50’den sonra bürokratlar egemenliklerini ticaret burjuvazisi ile toprak kapitalistlerine terk etmek zorunda kaldı. Oyun kıymete binmesi köylü sınıflara bir özgüven aşılamış ve şehirliler karşısında tarih boyunca yaşadıkları mahcubiyetten kurtulmaya başlamışlardı. 3.Cumhuriyet Fransa’sına benziyordu Türkiye. İktidarın dayanağı köylülerdi. Fakat iletişimin ve ulaşımın artmış olması onların yalıtık hayatlarının altındaki toprağı çekiyordu. Köylüler taban fiyatın yükselmesi ile ceplerindeki para girdiğini gördüler. Makinalaşma kırları derin uykusundan uyandırdı. Sıkı bir Kemalist ve Gazi hayranı olan Aydemir ‘Toprak Uyanırsa’yı yazdı. Demiryolundan vazgeçilmiş ulaşım politikası olarak karayolu taşımacılığı esas alınmıştı. Kır ile kent arasındaki uzaklık kısalmaya başlamıştı. Toprak ağaları artık kentlerde konak sahibi olmaya başlamıştı. Eğlence hayatı da onları ihmal etmiyordu. Küçük Köylüler ile kır proleteryasının hayatında değişen birşey yoktu.

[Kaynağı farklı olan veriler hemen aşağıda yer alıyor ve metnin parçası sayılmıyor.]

use crate::models::{ScheduleEvent, Status};
use chrono::{Duration, NaiveDateTime};

#[derive(Debug, Clone, Copy, PartialEq, Eq)]
pub struct ReminderSettings {
    /// How long before the due instant the study block starts.
    pub lead: Duration,
    pub study_block: Duration,
}

impl Default for ReminderSettings {
    fn default() -> Self {
        Self {
            lead: Duration::hours(24),
            study_block: Duration::minutes(60),
        }
    }
}

/// Derive a study reminder for every item still waiting on work: ungraded,
/// not turned in, and due after `now`.
///
/// The study block starts `lead` before the due instant (that is also the
/// reminder instant) and lasts `study_block`.
pub fn study_reminders(
    events: &[ScheduleEvent],
    now: NaiveDateTime,
    settings: &ReminderSettings,
) -> Vec<ScheduleEvent> {
    events
        .iter()
        .filter(|e| e.status == Status::Ungraded)
        .filter_map(|e| e.start.filter(|due| *due > now).map(|due| (e, due)))
        .filter_map(|(event, due)| {
            let Some((start, end)) = study_window(due, settings) else {
                tracing::warn!(title = %event.title, %due, "study reminder out of range, skipping");
                return None;
            };
            Some(ScheduleEvent {
                title: format!("Study: {}", event.title),
                start: Some(start),
                end: Some(end),
                status: event.status,
                color: event.color,
                remind_at: Some(start),
            })
        })
        .collect()
}

/// `(start, end)` of the study block, or `None` if either bound overflows.
fn study_window(due: NaiveDateTime, settings: &ReminderSettings) -> Option<(NaiveDateTime, NaiveDateTime)> {
    let start = due.checked_sub_signed(settings.lead)?;
    let end = start.checked_add_signed(settings.study_block)?;
    Some((start, end))
}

DP iktidarının sonlarına doğru kırdan kentlere göç hızlanmaya başladı. Burjuvazi içinde sanayi sermayesinin ağırlığı artıyordu. Sanayinin emek gücüne yani işçilere ihtiyacı vardı. Planlamanın olmadığı bu yıllarda maliyetleri düşürebilmek için fabrikalarda kent merkezlerinde açılıyordu. Lojistik ve ulaşım kalemi bu nedenle asgariye iniyordu. Yine yedek sanayi ordusunun baskısını bir kırbaç gibi işçi sınıfı üzerinde hissettirmek için tarımda makinalaşmanın yarattığı artık nüfus da kentlere akıyordu. Son tahlilde ana dürtüsü sermaye birikimini hakim sınıflar çıkarına düzenlemek olan devlet bu duruma kayıtsız kalıyordu. Gecekondu denilen ve yalnız bize mahsus olmayan bu kentleşme dinamiği sermaye ile devletin ortak bir ürünüydü. Emek gücünün yeniden üretimi yükünü sermayenin sırtından alabilmek için bulunmuş bize özgü bir kentleşme formülüydü.